*WHAT IS EXPECTED:* Output, without any change, the listing below from its opening line up to and including the line with "pub fn camera_cartographic(&self)".

-.-.-

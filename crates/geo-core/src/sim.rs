//! Host-side stand-in for the AR context provider and renderer.
//!
//! The first device fix becomes the reality origin. Anchor nodes sit at their
//! local-frame offset from that origin and the camera follows the device.

use crate::backend::ArBackend;
use crate::error::SceneError;
use crate::geo::{Cartographic, GeoReading, LocalFrame};
use crate::scene::{GeoAnchor, Marker};
use glam::DVec3;

#[derive(Clone, Copy, Debug, PartialEq, Eq)]
pub struct NodeId(usize);

#[derive(Clone, Copy, Debug, PartialEq, Eq)]
pub struct ObjectId(usize);

#[derive(Clone, Debug)]
struct SimObject {
    radius: f64,
    parent: Option<NodeId>,
}

#[derive(Clone, Debug, Default)]
pub struct SimulatedReality {
    frame: Option<LocalFrame>,
    anchors: Vec<Cartographic>,
    objects: Vec<SimObject>,
    camera: DVec3,
}

impl SimulatedReality {
    pub fn new() -> Self {
        Self::default()
    }

    /// Starts with a known origin, as if reality had already been assigned.
    pub fn with_origin(origin: Cartographic) -> Self {
        Self {
            frame: Some(LocalFrame::new(origin)),
            ..Self::default()
        }
    }

    pub fn origin(&self) -> Option<Cartographic> {
        self.frame.as_ref().map(LocalFrame::origin)
    }

    pub fn local_frame(&self) -> Option<&LocalFrame> {
        self.frame.as_ref()
    }

    /// Moves the camera to the device fix. The first fix fixes the origin.
    pub fn set_device_fix(&mut self, fix: Cartographic) {
        let frame = self.frame.get_or_insert_with(|| {
            log::info!(
                "[sim] reality origin at ({}, {}, {})",
                fix.longitude,
                fix.latitude,
                fix.height
            );
            LocalFrame::new(fix)
        });
        self.camera = frame.to_local(&fix);
    }

    /// Places the camera directly in world space.
    pub fn set_camera_position(&mut self, position: DVec3) {
        self.camera = position;
    }

    /// Device position implied by the camera, once an origin exists.
    pub fn camera_cartographic(&self) -> Option<Cartographic> {
        self.frame.as_ref().map(|f| f.to_cartographic(self.camera))
    }

    pub fn node_position(&self, node: NodeId) -> DVec3 {
        match (&self.frame, self.anchors.get(node.0)) {
            (Some(frame), Some(anchor)) => frame.to_local(anchor),
            _ => DVec3::ZERO,
        }
    }

    pub fn marker_radius(&self, object: ObjectId) -> Option<f64> {
        self.objects.get(object.0).map(|o| o.radius)
    }
}

impl ArBackend for SimulatedReality {
    type Node = NodeId;
    type Object = ObjectId;

    fn object_from_anchor(&mut self, anchor: &GeoAnchor) -> Result<NodeId, SceneError> {
        let position = anchor.position();
        if !position.is_finite() {
            return Err(SceneError::AnchorUnmapped(anchor.name().to_string()));
        }
        self.anchors.push(position);
        Ok(NodeId(self.anchors.len() - 1))
    }

    fn create_marker(&mut self, marker: &Marker) -> Result<ObjectId, SceneError> {
        if marker.radius.is_nan() || marker.radius <= 0.0 {
            return Err(SceneError::Marker(format!("radius {}", marker.radius)));
        }
        self.objects.push(SimObject {
            radius: marker.radius,
            parent: None,
        });
        Ok(ObjectId(self.objects.len() - 1))
    }

    fn attach(&mut self, parent: &NodeId, child: &ObjectId) -> Result<(), SceneError> {
        if parent.0 >= self.anchors.len() {
            return Err(SceneError::Attach(format!("no node {}", parent.0)));
        }
        let obj = self
            .objects
            .get_mut(child.0)
            .ok_or_else(|| SceneError::Attach(format!("no object {}", child.0)))?;
        obj.parent = Some(*parent);
        Ok(())
    }

    fn cartographic_degrees(&self, _anchor: &GeoAnchor, node: &NodeId) -> GeoReading {
        match (&self.frame, self.anchors.get(node.0)) {
            (Some(_), Some(position)) => GeoReading::Resolved(*position),
            _ => GeoReading::Unavailable,
        }
    }

    fn camera_world_position(&self) -> DVec3 {
        self.camera
    }

    fn world_position(&self, object: &ObjectId) -> DVec3 {
        self.objects
            .get(object.0)
            .and_then(|o| o.parent)
            .map(|node| self.node_position(node))
            .unwrap_or(DVec3::ZERO)
    }
}

#[cfg(test)]
mod tests {
    use super::*;

    #[test]
    fn anchor_unavailable_until_origin_known() {
        let mut sim = SimulatedReality::new();
        let anchor = GeoAnchor::new("a", Cartographic::from_degrees(11.5, 55.6));
        let node = sim.object_from_anchor(&anchor).unwrap();
        assert_eq!(
            sim.cartographic_degrees(&anchor, &node),
            GeoReading::Unavailable
        );
        sim.set_device_fix(Cartographic::from_degrees(11.5, 55.6));
        assert_eq!(
            sim.cartographic_degrees(&anchor, &node),
            GeoReading::Resolved(anchor.position())
        );
    }

    #[test]
    fn unattached_marker_stays_at_world_origin() {
        let mut sim = SimulatedReality::with_origin(Cartographic::from_degrees(11.0, 55.0));
        let anchor = GeoAnchor::new("a", Cartographic::from_degrees(11.01, 55.0));
        let _node = sim.object_from_anchor(&anchor).unwrap();
        let sphere = sim.create_marker(&Marker::sphere(10.0, 0)).unwrap();
        assert_eq!(sim.world_position(&sphere), DVec3::ZERO);
    }

    #[test]
    fn attach_rejects_unknown_handles() {
        let mut sim = SimulatedReality::new();
        let sphere = sim.create_marker(&Marker::default()).unwrap();
        assert!(matches!(
            sim.attach(&NodeId(3), &sphere),
            Err(SceneError::Attach(_))
        ));
    }
}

-.-.-

*THE ANSWER:*
filename crates/geo-core/src/sim.rs
//! Host-side stand-in for the AR context provider and renderer.
//!
//! The first device fix becomes the reality origin. Anchor nodes sit at their
//! local-frame offset from that origin and the camera follows the device.

use crate::backend::ArBackend;
use crate::error::SceneError;
use crate::geo::{Cartographic, GeoReading, LocalFrame};
use crate::scene::{GeoAnchor, Marker};
use glam::DVec3;

#[derive(Clone, Copy, Debug, PartialEq, Eq)]
pub struct NodeId(usize);

#[derive(Clone, Copy, Debug, PartialEq, Eq)]
pub struct ObjectId(usize);

#[derive(Clone, Debug)]
struct SimObject {
    radius: f64,
    parent: Option<NodeId>,
}

#[derive(Clone, Debug, Default)]
pub struct SimulatedReality {
    frame: Option<LocalFrame>,
    anchors: Vec<Cartographic>,
    objects: Vec<SimObject>,
    camera: DVec3,
}

impl SimulatedReality {
    pub fn new() -> Self {
        Self::default()
    }

    /// Starts with a known origin, as if reality had already been assigned.
    pub fn with_origin(origin: Cartographic) -> Self {
        Self {
            frame: Some(LocalFrame::new(origin)),
            ..Self::default()
        }
    }

    pub fn origin(&self) -> Option<Cartographic> {
        self.frame.as_ref().map(LocalFrame::origin)
    }

    pub fn local_frame(&self) -> Option<&LocalFrame> {
        self.frame.as_ref()
    }

    /// Moves the camera to the device fix. The first fix fixes the origin.
    pub fn set_device_fix(&mut self, fix: Cartographic) {
        let frame = self.frame.get_or_insert_with(|| {
            log::info!(
                "[sim] reality origin at ({}, {}, {})",
                fix.longitude,
                fix.latitude,
                fix.height
            );
            LocalFrame::new(fix)
        });
        self.camera = frame.to_local(&fix);
    }

    /// Places the camera directly in world space.
    pub fn set_camera_position(&mut self, position: DVec3) {
        self.camera = position;
    }

    /// Device position implied by the camera, once an origin exists.
    pub fn camera_cartographic(&self) -> Option<Cartographic> {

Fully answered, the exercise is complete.